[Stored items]
=-=-=

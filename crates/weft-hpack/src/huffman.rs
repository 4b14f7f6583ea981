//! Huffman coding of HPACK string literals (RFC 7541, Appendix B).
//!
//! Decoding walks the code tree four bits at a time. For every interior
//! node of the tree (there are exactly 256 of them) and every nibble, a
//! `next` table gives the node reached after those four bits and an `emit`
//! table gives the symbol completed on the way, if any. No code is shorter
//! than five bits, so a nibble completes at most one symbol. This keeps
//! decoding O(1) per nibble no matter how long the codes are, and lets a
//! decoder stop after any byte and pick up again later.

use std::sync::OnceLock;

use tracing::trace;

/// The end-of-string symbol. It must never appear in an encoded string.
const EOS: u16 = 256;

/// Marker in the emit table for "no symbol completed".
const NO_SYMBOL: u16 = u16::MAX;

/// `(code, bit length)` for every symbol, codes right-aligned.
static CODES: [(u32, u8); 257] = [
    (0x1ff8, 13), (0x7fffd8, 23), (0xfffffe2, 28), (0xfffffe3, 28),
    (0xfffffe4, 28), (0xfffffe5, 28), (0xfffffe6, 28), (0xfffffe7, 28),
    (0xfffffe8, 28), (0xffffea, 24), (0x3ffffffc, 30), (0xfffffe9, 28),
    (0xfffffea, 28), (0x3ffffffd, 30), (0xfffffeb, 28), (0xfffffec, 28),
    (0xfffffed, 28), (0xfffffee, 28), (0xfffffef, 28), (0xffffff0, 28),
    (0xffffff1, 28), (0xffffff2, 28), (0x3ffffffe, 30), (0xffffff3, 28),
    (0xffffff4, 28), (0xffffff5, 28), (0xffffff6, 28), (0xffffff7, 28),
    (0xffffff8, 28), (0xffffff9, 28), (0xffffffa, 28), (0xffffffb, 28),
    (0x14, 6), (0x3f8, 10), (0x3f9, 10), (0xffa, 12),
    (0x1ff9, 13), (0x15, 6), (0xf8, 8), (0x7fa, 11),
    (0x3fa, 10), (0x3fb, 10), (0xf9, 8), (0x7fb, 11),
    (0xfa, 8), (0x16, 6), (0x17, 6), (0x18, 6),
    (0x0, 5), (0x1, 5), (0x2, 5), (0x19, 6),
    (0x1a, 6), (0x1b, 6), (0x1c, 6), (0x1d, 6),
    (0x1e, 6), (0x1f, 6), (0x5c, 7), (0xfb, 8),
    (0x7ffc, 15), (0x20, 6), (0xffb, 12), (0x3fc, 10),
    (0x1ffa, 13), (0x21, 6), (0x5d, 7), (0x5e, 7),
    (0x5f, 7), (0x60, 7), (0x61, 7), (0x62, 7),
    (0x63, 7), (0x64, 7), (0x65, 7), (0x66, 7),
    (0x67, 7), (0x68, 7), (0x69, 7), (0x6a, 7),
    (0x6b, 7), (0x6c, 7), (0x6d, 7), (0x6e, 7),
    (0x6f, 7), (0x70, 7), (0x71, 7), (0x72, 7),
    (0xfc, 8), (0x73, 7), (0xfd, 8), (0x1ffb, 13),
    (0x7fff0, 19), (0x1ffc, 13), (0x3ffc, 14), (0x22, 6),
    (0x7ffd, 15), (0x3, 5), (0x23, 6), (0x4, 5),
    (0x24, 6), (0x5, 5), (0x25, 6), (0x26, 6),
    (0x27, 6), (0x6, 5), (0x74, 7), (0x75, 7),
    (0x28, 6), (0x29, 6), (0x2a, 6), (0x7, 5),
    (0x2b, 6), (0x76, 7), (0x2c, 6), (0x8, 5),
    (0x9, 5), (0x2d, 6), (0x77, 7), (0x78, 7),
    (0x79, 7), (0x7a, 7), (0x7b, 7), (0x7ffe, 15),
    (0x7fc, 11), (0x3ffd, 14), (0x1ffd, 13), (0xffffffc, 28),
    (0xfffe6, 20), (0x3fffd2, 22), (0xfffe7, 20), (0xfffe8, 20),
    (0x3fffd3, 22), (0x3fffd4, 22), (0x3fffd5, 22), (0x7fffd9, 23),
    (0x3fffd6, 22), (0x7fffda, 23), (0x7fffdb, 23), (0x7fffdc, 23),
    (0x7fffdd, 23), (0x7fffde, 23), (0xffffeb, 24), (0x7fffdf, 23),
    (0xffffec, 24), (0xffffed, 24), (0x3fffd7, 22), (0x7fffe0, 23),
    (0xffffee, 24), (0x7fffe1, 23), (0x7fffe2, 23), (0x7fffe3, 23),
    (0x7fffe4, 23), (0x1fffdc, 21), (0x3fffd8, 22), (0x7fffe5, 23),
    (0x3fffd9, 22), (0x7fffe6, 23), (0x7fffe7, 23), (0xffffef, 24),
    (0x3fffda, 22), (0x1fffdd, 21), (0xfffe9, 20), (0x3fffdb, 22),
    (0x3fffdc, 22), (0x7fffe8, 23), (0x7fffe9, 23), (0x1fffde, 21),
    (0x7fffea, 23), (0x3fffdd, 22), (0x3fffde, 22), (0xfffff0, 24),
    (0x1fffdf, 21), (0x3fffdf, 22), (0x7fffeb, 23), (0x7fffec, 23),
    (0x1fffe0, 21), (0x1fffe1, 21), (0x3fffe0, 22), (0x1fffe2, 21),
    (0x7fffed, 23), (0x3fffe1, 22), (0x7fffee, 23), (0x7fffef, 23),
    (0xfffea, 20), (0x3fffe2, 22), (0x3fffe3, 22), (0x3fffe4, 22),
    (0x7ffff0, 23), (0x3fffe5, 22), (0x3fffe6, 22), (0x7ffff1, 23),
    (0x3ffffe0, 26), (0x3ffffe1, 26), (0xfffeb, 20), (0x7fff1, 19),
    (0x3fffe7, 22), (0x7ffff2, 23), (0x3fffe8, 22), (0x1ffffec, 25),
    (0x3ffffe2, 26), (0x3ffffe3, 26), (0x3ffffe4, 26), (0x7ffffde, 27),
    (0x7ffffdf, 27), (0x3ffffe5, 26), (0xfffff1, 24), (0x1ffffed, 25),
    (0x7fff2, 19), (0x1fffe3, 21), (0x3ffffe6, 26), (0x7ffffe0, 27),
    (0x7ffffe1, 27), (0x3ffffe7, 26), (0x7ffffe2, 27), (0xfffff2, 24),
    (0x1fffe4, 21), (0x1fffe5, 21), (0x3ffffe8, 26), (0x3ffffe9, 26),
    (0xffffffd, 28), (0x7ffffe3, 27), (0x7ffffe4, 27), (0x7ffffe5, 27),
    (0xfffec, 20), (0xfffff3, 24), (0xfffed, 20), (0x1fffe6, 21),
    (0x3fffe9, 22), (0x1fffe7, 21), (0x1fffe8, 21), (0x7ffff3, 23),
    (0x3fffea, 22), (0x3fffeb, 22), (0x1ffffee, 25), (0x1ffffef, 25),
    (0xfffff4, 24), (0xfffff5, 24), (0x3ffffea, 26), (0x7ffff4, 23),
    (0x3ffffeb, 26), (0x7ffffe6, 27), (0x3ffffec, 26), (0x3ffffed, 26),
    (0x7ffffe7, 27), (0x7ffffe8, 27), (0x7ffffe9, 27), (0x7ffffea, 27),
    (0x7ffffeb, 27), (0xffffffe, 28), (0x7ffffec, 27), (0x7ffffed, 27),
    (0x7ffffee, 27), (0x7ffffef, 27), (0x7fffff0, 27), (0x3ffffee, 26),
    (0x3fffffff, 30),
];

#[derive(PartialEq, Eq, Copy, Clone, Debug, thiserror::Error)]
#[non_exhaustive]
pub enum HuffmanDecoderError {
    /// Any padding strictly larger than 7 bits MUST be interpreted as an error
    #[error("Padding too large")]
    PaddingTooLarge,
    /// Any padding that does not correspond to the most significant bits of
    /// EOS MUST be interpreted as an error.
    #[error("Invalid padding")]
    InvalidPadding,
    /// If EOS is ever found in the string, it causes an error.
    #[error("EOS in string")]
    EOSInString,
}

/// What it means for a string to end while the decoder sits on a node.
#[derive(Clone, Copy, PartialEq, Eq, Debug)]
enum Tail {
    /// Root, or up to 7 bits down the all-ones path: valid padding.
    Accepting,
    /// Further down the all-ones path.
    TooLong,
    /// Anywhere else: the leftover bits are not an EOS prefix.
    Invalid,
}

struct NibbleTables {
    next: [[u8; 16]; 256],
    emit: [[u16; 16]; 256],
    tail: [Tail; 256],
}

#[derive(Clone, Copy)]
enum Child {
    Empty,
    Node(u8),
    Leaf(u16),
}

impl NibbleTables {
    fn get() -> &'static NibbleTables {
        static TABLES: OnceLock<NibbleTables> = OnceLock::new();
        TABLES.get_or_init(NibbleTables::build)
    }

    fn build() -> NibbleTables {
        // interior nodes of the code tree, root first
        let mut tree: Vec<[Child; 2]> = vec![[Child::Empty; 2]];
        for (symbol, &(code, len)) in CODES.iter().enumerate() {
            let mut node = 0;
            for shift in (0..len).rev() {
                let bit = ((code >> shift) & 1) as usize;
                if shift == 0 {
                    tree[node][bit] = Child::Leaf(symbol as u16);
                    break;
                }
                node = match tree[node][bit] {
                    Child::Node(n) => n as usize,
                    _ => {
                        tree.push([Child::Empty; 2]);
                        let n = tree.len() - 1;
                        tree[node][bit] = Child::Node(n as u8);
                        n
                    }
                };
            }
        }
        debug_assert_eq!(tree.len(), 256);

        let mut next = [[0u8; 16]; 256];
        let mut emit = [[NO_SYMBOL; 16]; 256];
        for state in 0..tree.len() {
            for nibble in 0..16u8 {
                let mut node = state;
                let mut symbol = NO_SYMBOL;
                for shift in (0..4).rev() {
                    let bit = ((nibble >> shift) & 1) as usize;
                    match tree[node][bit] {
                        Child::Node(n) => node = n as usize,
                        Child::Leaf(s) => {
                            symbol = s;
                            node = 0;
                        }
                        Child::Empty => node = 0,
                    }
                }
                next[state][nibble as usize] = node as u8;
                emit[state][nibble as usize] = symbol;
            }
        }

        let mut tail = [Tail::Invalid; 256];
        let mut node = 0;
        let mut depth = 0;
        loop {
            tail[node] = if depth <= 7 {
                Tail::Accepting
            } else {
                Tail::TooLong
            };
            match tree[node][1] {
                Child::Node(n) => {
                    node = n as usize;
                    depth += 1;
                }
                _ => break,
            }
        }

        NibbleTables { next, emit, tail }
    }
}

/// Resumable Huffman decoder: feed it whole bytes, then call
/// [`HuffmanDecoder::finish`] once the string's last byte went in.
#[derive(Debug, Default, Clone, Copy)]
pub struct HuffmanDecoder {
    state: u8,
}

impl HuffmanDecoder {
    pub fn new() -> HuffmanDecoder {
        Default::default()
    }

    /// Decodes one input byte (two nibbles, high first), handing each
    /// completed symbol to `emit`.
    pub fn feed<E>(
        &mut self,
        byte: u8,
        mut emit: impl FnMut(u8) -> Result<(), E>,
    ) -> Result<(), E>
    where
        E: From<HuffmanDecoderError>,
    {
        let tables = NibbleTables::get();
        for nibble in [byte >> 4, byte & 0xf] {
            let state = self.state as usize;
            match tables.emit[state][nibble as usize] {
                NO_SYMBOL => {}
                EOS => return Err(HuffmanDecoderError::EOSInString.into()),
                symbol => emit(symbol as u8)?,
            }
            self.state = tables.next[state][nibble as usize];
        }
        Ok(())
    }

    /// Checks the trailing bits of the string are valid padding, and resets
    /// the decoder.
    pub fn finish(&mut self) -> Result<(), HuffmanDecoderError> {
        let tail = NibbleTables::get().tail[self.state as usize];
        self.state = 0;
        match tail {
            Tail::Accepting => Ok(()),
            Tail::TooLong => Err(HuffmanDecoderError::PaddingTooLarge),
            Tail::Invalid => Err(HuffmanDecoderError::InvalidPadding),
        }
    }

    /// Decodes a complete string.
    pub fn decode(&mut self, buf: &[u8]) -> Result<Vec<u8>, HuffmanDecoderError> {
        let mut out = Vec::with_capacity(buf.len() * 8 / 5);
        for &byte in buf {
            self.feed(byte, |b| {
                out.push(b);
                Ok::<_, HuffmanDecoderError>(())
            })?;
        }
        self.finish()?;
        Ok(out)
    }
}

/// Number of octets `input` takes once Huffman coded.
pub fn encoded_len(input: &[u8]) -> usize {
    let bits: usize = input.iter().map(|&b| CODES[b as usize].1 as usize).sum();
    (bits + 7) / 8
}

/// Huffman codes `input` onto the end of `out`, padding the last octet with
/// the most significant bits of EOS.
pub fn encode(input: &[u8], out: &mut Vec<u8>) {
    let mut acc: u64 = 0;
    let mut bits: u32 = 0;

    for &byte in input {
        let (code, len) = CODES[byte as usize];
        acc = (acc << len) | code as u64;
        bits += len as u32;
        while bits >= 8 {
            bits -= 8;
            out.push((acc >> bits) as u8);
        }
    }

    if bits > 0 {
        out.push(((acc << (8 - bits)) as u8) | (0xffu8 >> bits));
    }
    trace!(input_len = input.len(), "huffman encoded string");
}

=-=-=

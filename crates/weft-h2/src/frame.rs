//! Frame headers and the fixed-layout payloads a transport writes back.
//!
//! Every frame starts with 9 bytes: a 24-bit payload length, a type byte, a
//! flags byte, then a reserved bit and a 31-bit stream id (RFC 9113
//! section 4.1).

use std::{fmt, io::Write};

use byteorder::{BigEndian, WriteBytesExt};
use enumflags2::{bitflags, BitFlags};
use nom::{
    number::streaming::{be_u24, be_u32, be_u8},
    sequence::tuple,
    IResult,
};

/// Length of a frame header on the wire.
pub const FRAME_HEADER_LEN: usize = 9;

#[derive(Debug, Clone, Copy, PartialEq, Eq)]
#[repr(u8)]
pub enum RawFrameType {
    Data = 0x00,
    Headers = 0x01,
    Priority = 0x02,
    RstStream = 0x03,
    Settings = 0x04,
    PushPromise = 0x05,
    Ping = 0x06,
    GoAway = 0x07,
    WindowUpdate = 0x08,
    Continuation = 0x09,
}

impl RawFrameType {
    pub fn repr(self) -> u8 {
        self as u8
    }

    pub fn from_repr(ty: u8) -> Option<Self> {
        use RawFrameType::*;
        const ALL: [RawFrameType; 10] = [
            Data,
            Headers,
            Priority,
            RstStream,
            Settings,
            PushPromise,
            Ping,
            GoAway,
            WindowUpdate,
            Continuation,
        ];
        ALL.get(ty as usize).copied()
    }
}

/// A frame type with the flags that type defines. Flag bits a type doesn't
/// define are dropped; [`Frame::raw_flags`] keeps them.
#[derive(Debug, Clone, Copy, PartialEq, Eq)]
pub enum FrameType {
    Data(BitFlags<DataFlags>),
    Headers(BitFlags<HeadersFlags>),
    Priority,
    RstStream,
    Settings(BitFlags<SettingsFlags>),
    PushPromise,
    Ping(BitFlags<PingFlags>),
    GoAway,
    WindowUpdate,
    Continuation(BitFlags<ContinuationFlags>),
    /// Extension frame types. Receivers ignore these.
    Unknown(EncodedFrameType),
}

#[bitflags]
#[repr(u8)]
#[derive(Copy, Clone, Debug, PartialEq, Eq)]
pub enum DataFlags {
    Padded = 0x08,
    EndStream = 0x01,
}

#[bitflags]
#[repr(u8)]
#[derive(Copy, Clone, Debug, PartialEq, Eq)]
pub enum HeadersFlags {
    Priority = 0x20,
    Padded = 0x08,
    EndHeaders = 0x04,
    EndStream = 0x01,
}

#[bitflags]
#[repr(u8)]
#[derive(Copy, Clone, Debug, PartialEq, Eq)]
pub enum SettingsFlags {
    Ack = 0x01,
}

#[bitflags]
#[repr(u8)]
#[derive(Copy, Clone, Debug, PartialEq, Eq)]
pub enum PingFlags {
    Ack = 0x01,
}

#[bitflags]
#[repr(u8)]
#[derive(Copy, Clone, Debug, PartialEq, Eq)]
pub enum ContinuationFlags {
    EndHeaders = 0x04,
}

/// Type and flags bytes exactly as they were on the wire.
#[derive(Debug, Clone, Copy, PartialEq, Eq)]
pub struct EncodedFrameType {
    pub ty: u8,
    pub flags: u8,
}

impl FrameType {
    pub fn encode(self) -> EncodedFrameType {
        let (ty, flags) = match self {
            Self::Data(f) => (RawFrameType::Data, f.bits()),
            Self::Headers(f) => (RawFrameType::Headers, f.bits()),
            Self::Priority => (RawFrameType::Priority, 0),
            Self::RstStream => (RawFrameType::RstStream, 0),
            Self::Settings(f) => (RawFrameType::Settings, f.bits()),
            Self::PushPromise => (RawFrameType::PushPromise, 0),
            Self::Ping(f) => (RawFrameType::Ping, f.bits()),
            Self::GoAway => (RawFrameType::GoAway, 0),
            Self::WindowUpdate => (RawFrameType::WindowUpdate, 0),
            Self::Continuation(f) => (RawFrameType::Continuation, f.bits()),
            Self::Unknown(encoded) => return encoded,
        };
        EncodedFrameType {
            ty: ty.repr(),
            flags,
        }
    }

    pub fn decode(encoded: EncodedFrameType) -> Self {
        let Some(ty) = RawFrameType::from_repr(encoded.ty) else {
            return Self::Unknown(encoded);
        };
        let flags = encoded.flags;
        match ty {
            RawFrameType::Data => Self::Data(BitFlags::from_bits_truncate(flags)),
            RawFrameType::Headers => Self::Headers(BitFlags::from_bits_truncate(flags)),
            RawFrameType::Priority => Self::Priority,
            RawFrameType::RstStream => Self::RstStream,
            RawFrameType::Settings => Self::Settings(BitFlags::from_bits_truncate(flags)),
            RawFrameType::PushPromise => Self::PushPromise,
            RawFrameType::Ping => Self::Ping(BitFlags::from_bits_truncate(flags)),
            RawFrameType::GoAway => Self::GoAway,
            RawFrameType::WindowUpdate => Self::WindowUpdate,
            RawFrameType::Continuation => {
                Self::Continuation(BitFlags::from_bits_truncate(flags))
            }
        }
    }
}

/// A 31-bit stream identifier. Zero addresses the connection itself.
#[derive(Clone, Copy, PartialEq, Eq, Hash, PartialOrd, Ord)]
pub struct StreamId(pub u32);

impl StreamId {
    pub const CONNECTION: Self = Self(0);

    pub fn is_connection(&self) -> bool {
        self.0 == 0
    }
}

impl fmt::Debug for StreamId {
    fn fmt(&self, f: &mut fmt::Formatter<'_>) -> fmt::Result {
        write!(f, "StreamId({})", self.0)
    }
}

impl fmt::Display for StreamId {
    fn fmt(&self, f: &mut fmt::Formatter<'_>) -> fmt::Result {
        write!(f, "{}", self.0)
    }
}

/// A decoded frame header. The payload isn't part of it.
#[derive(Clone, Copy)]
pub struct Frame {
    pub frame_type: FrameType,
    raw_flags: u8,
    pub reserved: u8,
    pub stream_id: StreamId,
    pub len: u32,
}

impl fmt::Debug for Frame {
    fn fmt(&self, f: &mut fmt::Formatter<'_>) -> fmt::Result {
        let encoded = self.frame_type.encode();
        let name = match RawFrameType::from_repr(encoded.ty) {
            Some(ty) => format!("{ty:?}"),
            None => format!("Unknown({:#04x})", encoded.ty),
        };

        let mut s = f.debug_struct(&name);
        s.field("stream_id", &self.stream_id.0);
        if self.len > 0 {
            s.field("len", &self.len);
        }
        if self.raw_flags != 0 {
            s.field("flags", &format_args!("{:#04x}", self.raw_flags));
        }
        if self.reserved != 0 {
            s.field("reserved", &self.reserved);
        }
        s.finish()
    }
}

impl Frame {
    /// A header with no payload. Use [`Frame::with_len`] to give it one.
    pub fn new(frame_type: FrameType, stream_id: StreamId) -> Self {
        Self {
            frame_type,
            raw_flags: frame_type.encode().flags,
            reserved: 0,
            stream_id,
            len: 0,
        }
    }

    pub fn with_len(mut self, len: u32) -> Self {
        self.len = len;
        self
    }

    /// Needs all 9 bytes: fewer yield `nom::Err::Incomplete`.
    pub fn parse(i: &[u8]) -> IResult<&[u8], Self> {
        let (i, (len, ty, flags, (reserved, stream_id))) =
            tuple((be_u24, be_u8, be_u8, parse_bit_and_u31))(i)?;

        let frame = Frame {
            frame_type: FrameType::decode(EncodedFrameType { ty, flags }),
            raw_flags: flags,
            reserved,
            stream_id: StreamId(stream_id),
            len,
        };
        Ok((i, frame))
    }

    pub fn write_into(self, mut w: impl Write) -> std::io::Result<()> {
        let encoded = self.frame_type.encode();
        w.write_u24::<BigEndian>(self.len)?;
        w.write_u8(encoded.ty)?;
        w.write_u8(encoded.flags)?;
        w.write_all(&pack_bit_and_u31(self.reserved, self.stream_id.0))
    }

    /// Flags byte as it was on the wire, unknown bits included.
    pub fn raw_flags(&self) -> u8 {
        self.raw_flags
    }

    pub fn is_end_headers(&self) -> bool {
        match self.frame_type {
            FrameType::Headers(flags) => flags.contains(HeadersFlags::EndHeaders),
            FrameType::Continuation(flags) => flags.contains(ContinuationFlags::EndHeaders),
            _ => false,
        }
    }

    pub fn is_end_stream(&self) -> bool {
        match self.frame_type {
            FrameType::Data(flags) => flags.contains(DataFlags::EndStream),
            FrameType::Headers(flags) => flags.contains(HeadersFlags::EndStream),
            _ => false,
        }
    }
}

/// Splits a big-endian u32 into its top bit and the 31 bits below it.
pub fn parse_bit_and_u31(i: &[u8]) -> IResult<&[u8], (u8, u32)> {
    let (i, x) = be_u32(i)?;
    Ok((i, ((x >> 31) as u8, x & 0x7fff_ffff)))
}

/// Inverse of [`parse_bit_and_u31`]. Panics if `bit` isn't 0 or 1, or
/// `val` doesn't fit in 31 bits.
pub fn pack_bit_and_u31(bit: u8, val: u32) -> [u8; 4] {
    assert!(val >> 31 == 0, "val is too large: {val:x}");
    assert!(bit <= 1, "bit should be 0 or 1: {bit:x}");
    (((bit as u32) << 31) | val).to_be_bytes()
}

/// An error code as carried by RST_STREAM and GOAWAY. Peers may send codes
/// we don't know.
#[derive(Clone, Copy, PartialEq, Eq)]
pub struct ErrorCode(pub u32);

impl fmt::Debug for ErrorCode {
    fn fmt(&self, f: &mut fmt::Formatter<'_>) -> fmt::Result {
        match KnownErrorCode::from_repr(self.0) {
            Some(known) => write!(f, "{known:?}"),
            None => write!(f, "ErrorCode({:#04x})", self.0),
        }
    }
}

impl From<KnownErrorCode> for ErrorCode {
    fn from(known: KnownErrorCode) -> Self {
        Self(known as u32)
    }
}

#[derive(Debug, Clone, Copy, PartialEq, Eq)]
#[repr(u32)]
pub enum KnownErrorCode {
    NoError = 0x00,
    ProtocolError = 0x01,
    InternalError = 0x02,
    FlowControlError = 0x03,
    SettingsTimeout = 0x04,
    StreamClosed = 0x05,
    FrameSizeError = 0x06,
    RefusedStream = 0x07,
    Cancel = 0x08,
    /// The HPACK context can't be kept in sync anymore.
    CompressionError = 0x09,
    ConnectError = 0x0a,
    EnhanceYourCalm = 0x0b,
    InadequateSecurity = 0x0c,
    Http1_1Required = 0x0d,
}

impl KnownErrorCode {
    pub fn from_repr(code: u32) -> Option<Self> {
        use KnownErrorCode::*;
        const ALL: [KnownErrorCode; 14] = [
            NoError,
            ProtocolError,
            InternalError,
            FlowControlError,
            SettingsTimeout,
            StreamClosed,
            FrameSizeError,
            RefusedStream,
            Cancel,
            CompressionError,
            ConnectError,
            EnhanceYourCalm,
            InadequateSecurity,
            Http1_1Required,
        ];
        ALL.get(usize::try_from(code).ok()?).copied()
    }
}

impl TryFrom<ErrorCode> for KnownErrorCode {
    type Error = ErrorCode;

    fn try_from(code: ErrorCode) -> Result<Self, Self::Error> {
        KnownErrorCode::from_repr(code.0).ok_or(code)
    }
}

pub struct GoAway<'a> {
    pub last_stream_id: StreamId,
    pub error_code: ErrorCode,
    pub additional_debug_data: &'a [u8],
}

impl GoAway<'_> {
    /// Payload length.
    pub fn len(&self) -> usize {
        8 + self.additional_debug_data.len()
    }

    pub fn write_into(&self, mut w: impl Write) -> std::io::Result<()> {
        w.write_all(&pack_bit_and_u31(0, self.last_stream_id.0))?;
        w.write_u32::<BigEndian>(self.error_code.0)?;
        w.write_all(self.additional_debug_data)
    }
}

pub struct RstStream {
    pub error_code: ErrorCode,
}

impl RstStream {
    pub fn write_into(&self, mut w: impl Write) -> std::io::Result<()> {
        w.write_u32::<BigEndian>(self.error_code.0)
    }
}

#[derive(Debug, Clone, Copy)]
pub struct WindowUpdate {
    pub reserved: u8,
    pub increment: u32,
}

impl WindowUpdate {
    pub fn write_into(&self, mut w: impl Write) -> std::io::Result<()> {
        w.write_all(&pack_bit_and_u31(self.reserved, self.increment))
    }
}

=-=-=

> **Exercise**: Only lines with the word "InadequateSecurity" are needed. Copy them from the preceding records.

> **Answer to this problem**:
    InadequateSecurity = 0x0c,
            InadequateSecurity,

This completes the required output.